_Work task_
Start to finish, copy the data exactly.

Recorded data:
○ ○ ○ ○

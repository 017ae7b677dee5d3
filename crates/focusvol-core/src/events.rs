use std::fmt;

use tokio::sync::mpsc;

use crate::audio::SessionHandle;

/// Change notification published by the volume controller.
///
/// Carries the session it concerns so the receiver can keep talking to the
/// same application after focus moves elsewhere.
#[derive(Clone)]
pub enum VolumeEvent {
    Changed {
        session: SessionHandle,
        percent: u8,
        icon: Option<String>,
    },
    Muted {
        session: SessionHandle,
        icon: Option<String>,
    },
    Unmuted {
        session: SessionHandle,
        percent: u8,
        icon: Option<String>,
    },
}

impl VolumeEvent {
    #[must_use]
    pub fn session(&self) -> &SessionHandle {
        match self {
            VolumeEvent::Changed { session, .. }
            | VolumeEvent::Muted { session, .. }
            | VolumeEvent::Unmuted { session, .. } => session,
        }
    }

    /// Strip the session, leaving what the indicator needs to render.
    #[must_use]
    pub fn to_ui(&self) -> UiEvent {
        match self {
            VolumeEvent::Changed { percent, icon, .. } => UiEvent::VolumeChanged {
                percent: *percent,
                icon: icon.clone(),
            },
            VolumeEvent::Muted { icon, .. } => UiEvent::Muted { icon: icon.clone() },
            VolumeEvent::Unmuted { percent, icon, .. } => UiEvent::Unmuted {
                percent: *percent,
                icon: icon.clone(),
            },
        }
    }
}

impl fmt::Debug for VolumeEvent {
    fn fmt(&self, f: &mut fmt::Formatter<'_>) -> fmt::Result {
        let name = self.session().process_name();
        match self {
            VolumeEvent::Changed { percent, .. } => write!(f, "Changed({name}, {percent}%)"),
            VolumeEvent::Muted { .. } => write!(f, "Muted({name})"),
            VolumeEvent::Unmuted { percent, .. } => write!(f, "Unmuted({name}, {percent}%)"),
        }
    }
}

/// Payload-only event delivered to the indicator on the UI loop.
#[derive(Debug, Clone, PartialEq, Eq)]
pub enum UiEvent {
    VolumeChanged { percent: u8, icon: Option<String> },
    Muted { icon: Option<String> },
    Unmuted { percent: u8, icon: Option<String> },
}

/// Typed publish/subscribe fan-out.
///
/// Publishing never blocks and may happen on any thread. Each subscriber
/// drains its receiver on its own event loop, so handlers always run in the
/// subscriber's context rather than the publisher's. Subscribers whose
/// receiver was dropped are pruned on the next publish.
pub struct EventBus<E> {
    subscribers: Vec<mpsc::UnboundedSender<E>>,
}

impl<E> Default for EventBus<E> {
    fn default() -> Self {
        EventBus {
            subscribers: Vec::new(),
        }
    }
}

impl<E: Clone> EventBus<E> {
    pub fn new() -> Self {
        Self::default()
    }

    pub fn subscribe(&mut self) -> mpsc::UnboundedReceiver<E> {
        let (tx, rx) = mpsc::unbounded_channel();
        self.subscribers.push(tx);
        rx
    }

    pub fn publish(&mut self, event: E) {
        self.subscribers.retain(|tx| tx.send(event.clone()).is_ok());
    }

    #[cfg(test)]
    fn subscriber_count(&self) -> usize {
        self.subscribers.len()
    }
}

#[cfg(test)]
mod tests {
    use super::*;
    use crate::mock::MockSession;

    #[test]
    fn every_subscriber_receives_each_event() {
        let mut bus = EventBus::new();
        let mut a = bus.subscribe();
        let mut b = bus.subscribe();

        bus.publish(7u8);
        bus.publish(9u8);

        assert_eq!(a.try_recv().unwrap(), 7);
        assert_eq!(a.try_recv().unwrap(), 9);
        assert_eq!(b.try_recv().unwrap(), 7);
        assert_eq!(b.try_recv().unwrap(), 9);
    }

    #[test]
    fn dropped_subscribers_are_pruned() {
        let mut bus = EventBus::new();
        let _kept = bus.subscribe();
        drop(bus.subscribe());
        assert_eq!(bus.subscriber_count(), 2);

        bus.publish(1u8);
        assert_eq!(bus.subscriber_count(), 1);
    }

    #[test]
    fn publish_from_another_thread() {
        let mut bus = EventBus::new();
        let mut rx = bus.subscribe();

        std::thread::spawn(move || bus.publish("hello"))
            .join()
            .unwrap();

        assert_eq!(rx.try_recv().unwrap(), "hello");
    }

    #[test]
    fn ui_event_drops_session() {
        let event = VolumeEvent::Unmuted {
            session: MockSession::new("mpv", 0.4),
            percent: 40,
            icon: None,
        };
        assert_eq!(
            event.to_ui(),
            UiEvent::Unmuted {
                percent: 40,
                icon: None
            }
        );
        assert_eq!(format!("{event:?}"), "Unmuted(mpv, 40%)");
    }
}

○ ○ ○ ○

_Written response_
repository 017ae7b677dee5d3
filename crates/focusvol-core/src/events.rs
use std::fmt;

use tokio::sync::mpsc;

use crate::audio::SessionHandle;

/// Change notification published by the volume controller.
///
/// Carries the session it concerns so the receiver can keep talking to the
/// same application after focus moves elsewhere.
#[derive(Clone)]
pub enum VolumeEvent {
    Changed {
        session: SessionHandle,
        percent: u8,
        icon: Option<String>,
    },
    Muted {
        session: SessionHandle,
        icon: Option<String>,
    },
    Unmuted {
        session: SessionHandle,
        percent: u8,
        icon: Option<String>,
    },
}

impl VolumeEvent {
    #[must_use]
    pub fn session(&self) -> &SessionHandle {
        match self {
            VolumeEvent::Changed { session, .. }
            | VolumeEvent::Muted { session, .. }
            | VolumeEvent::Unmuted { session, .. } => session,
        }
    }

    /// Strip the session, leaving what the indicator needs to render.
    #[must_use]
    pub fn to_ui(&self) -> UiEvent {
        match self {
            VolumeEvent::Changed { percent, icon, .. } => UiEvent::VolumeChanged {
                percent: *percent,
                icon: icon.clone(),
            },
            VolumeEvent::Muted { icon, .. } => UiEvent::Muted { icon: icon.clone() },
            VolumeEvent::Unmuted { percent, icon, .. } => UiEvent::Unmuted {
                percent: *percent,
                icon: icon.clone(),
            },
        }
    }
}

impl fmt::Debug for VolumeEvent {
    fn fmt(&self, f: &mut fmt::Formatter<'_>) -> fmt::Result {
        let name = self.session().process_name();
        match self {
            VolumeEvent::Changed { percent, .. } => write!(f, "Changed({name}, {percent}%)"),
            VolumeEvent::Muted { .. } => write!(f, "Muted({name})"),
            VolumeEvent::Unmuted { percent, .. } => write!(f, "Unmuted({name}, {percent}%)"),
        }
    }
}

/// Payload-only event delivered to the indicator on the UI loop.
#[derive(Debug, Clone, PartialEq, Eq)]
pub enum UiEvent {
    VolumeChanged { percent: u8, icon: Option<String> },
    Muted { icon: Option<String> },
    Unmuted { percent: u8, icon: Option<String> },
}

/// Typed publish/subscribe fan-out.
///
/// Publishing never blocks and may happen on any thread. Each subscriber
/// drains its receiver on its own event loop, so handlers always run in the
/// subscriber's context rather than the publisher's. Subscribers whose
/// receiver was dropped are pruned on the next publish.
pub struct EventBus<E> {
    subscribers: Vec<mpsc::UnboundedSender<E>>,
}

impl<E> Default for EventBus<E> {
    fn default() -> Self {
        EventBus {
            subscribers: Vec::new(),
        }
    }
}

impl<E: Clone> EventBus<E> {
    pub fn new() -> Self {
        Self::default()
    }

    pub fn subscribe(&mut self) -> mpsc::UnboundedReceiver<E> {
        let (tx, rx) = mpsc::unbounded_channel();
        self.subscribers.push(tx);
        rx
    }

    pub fn publish(&mut self, event: E) {
        self.subscribers.retain(|tx| tx.send(event.clone()).is_ok());
    }

    #[cfg(test)]
    fn subscriber_count(&self) -> usize {
        self.subscribers.len()
    }
}

#[cfg(test)]
mod tests {
    use super::*;
    use crate::mock::MockSession;

    #[test]
    fn every_subscriber_receives_each_event() {
        let mut bus = EventBus::new();
        let mut a = bus.subscribe();
        let mut b = bus.subscribe();

        bus.publish(7u8);
        bus.publish(9u8);

        assert_eq!(a.try_recv().unwrap(), 7);
        assert_eq!(a.try_recv().unwrap(), 9);
        assert_eq!(b.try_recv().unwrap(), 7);
        assert_eq!(b.try_recv().unwrap(), 9);
    }

    #[test]
    fn dropped_subscribers_are_pruned() {
        let mut bus = EventBus::new();
        let _kept = bus.subscribe();
        drop(bus.subscribe());
        assert_eq!(bus.subscriber_count(), 2);

        bus.publish(1u8);
        assert_eq!(bus.subscriber_count(), 1);
    }

    #[test]
    fn publish_from_another_thread() {
        let mut bus = EventBus::new();
        let mut rx = bus.subscribe();

        std::thread::spawn(move || bus.publish("hello"))
            .join()
            .unwrap();

        assert_eq!(rx.try_recv().unwrap(), "hello");
    }

    #[test]
    fn ui_event_drops_session() {
        let event = VolumeEvent::Unmuted {
            session: MockSession::new("mpv", 0.4),
            percent: 40,
            icon: None,
        };
        assert_eq!(
            event.to_ui(),
            UiEvent::Unmuted {
                percent: 40,
                icon: None
            }
        );
        assert_eq!(format!("{event:?}"), "Unmuted(mpv, 40%)");
    }
}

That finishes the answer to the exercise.